• **Instructions to follow**: The records that follow must be repeated verbatim, every one of them.

____

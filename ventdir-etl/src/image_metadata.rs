//! Tag Cloudflare images with the site they belong to

use std::time::Duration;

use anyhow::Result;
use clap::{Args, ValueEnum};
use serde_json::{Map, Value};
use tracing::{info, warn};
use ventdir_core::SiteConfig;

use crate::cloudflare::{CloudflareClient, CloudflareImage};

const UPDATE_DELAY: Duration = Duration::from_millis(100);

/// Sites sharing the Cloudflare Images account
#[derive(Debug, Clone, Copy, PartialEq, Eq, ValueEnum)]
pub enum SiteTag {
    SelfCarWashFinder,
    DryerVentCleaners,
}

impl SiteTag {
    pub fn as_str(&self) -> &'static str {
        match self {
            Self::SelfCarWashFinder => "self-car-wash-finder",
            Self::DryerVentCleaners => "dryer-vent-cleaners",
        }
    }
}

#[derive(Args, Debug, Clone)]
pub struct ImageMetadataArgs {
    #[arg(long, value_enum)]
    pub site: SiteTag,

    /// Only update this image
    #[arg(long, value_name = "ID")]
    pub image_id: Option<String>,

    /// Report what would change without patching
    #[arg(long)]
    pub dry_run: bool,
}

#[derive(Debug, Default)]
pub struct MetadataSummary {
    pub considered: usize,
    pub updated: usize,
    pub failed: usize,
}

pub fn needs_site(image: &CloudflareImage, site: SiteTag) -> bool {
    image.site() != Some(site.as_str())
}

/// Existing metadata with `site` set.
pub fn merged_metadata(image: &CloudflareImage, site: SiteTag) -> Map<String, Value> {
    let mut metadata = image.meta.clone().unwrap_or_default();
    metadata.insert("site".to_string(), Value::String(site.as_str().to_string()));
    metadata
}

pub async fn run_image_metadata(args: ImageMetadataArgs, config: &SiteConfig, quiet: bool) -> Result<MetadataSummary> {
    let client = CloudflareClient::from_config(config)?;

    let images = match &args.image_id {
        Some(id) => vec![client.get_image(id).await?],
        None => {
            let all = client.list_all().await?;
            let total = all.len();
            let pending: Vec<CloudflareImage> =
                all.into_iter().filter(|i| needs_site(i, args.site)).collect();
            info!(total, pending = pending.len(), site = args.site.as_str(), "listed images");
            pending
        }
    };

    let mut summary = MetadataSummary {
        considered: images.len(),
        ..Default::default()
    };
    if images.is_empty() {
        info!("all images already tagged");
        return Ok(summary);
    }

    let pb = crate::progress_bar(quiet, images.len() as u64)?;
    for image in &images {
        let metadata = merged_metadata(image, args.site);
        if args.dry_run {
            info!(id = %image.id, current = image.site().unwrap_or("none"), "would update");
            summary.updated += 1;
        } else {
            match client.update_metadata(&image.id, &metadata).await {
                Ok(_) => summary.updated += 1,
                Err(e) => {
                    warn!(id = %image.id, error = %e, "metadata update failed");
                    summary.failed += 1;
                }
            }
        }
        pb.inc(1);
        tokio::time::sleep(UPDATE_DELAY).await;
    }
    pb.finish_and_clear();
    Ok(summary)
}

____

• **Exercise solution**:
filename ventdir-etl/src/image_metadata.rs
//! Tag Cloudflare images with the site they belong to

use std::time::Duration;

use anyhow::Result;
use clap::{Args, ValueEnum};
use serde_json::{Map, Value};
use tracing::{info, warn};
use ventdir_core::SiteConfig;

use crate::cloudflare::{CloudflareClient, CloudflareImage};

const UPDATE_DELAY: Duration = Duration::from_millis(100);

/// Sites sharing the Cloudflare Images account
#[derive(Debug, Clone, Copy, PartialEq, Eq, ValueEnum)]
pub enum SiteTag {
    SelfCarWashFinder,
    DryerVentCleaners,
}

impl SiteTag {
    pub fn as_str(&self) -> &'static str {
        match self {
            Self::SelfCarWashFinder => "self-car-wash-finder",
            Self::DryerVentCleaners => "dryer-vent-cleaners",
        }
    }
}

#[derive(Args, Debug, Clone)]
pub struct ImageMetadataArgs {
    #[arg(long, value_enum)]
    pub site: SiteTag,

    /// Only update this image
    #[arg(long, value_name = "ID")]
    pub image_id: Option<String>,

    /// Report what would change without patching
    #[arg(long)]
    pub dry_run: bool,
}

#[derive(Debug, Default)]
pub struct MetadataSummary {
    pub considered: usize,
    pub updated: usize,
    pub failed: usize,
}

pub fn needs_site(image: &CloudflareImage, site: SiteTag) -> bool {
    image.site() != Some(site.as_str())
}

/// Existing metadata with `site` set.
pub fn merged_metadata(image: &CloudflareImage, site: SiteTag) -> Map<String, Value> {
    let mut metadata = image.meta.clone().unwrap_or_default();
    metadata.insert("site".to_string(), Value::String(site.as_str().to_string()));
    metadata
}

pub async fn run_image_metadata(args: ImageMetadataArgs, config: &SiteConfig, quiet: bool) -> Result<MetadataSummary> {
    let client = CloudflareClient::from_config(config)?;

    let images = match &args.image_id {
        Some(id) => vec![client.get_image(id).await?],
        None => {
            let all = client.list_all().await?;
            let total = all.len();
            let pending: Vec<CloudflareImage> =
                all.into_iter().filter(|i| needs_site(i, args.site)).collect();
            info!(total, pending = pending.len(), site = args.site.as_str(), "listed images");
            pending
        }
    };

    let mut summary = MetadataSummary {
        considered: images.len(),
        ..Default::default()
    };
    if images.is_empty() {
        info!("all images already tagged");
        return Ok(summary);
    }

    let pb = crate::progress_bar(quiet, images.len() as u64)?;
    for image in &images {
        let metadata = merged_metadata(image, args.site);
        if args.dry_run {
            info!(id = %image.id, current = image.site().unwrap_or("none"), "would update");
            summary.updated += 1;
        } else {
            match client.update_metadata(&image.id, &metadata).await {
                Ok(_) => summary.updated += 1,
                Err(e) => {
                    warn!(id = %image.id, error = %e, "metadata update failed");
                    summary.failed += 1;
                }
            }
        }
        pb.inc(1);
        tokio::time::sleep(UPDATE_DELAY).await;
    }
    pb.finish_and_clear();
    Ok(summary)
}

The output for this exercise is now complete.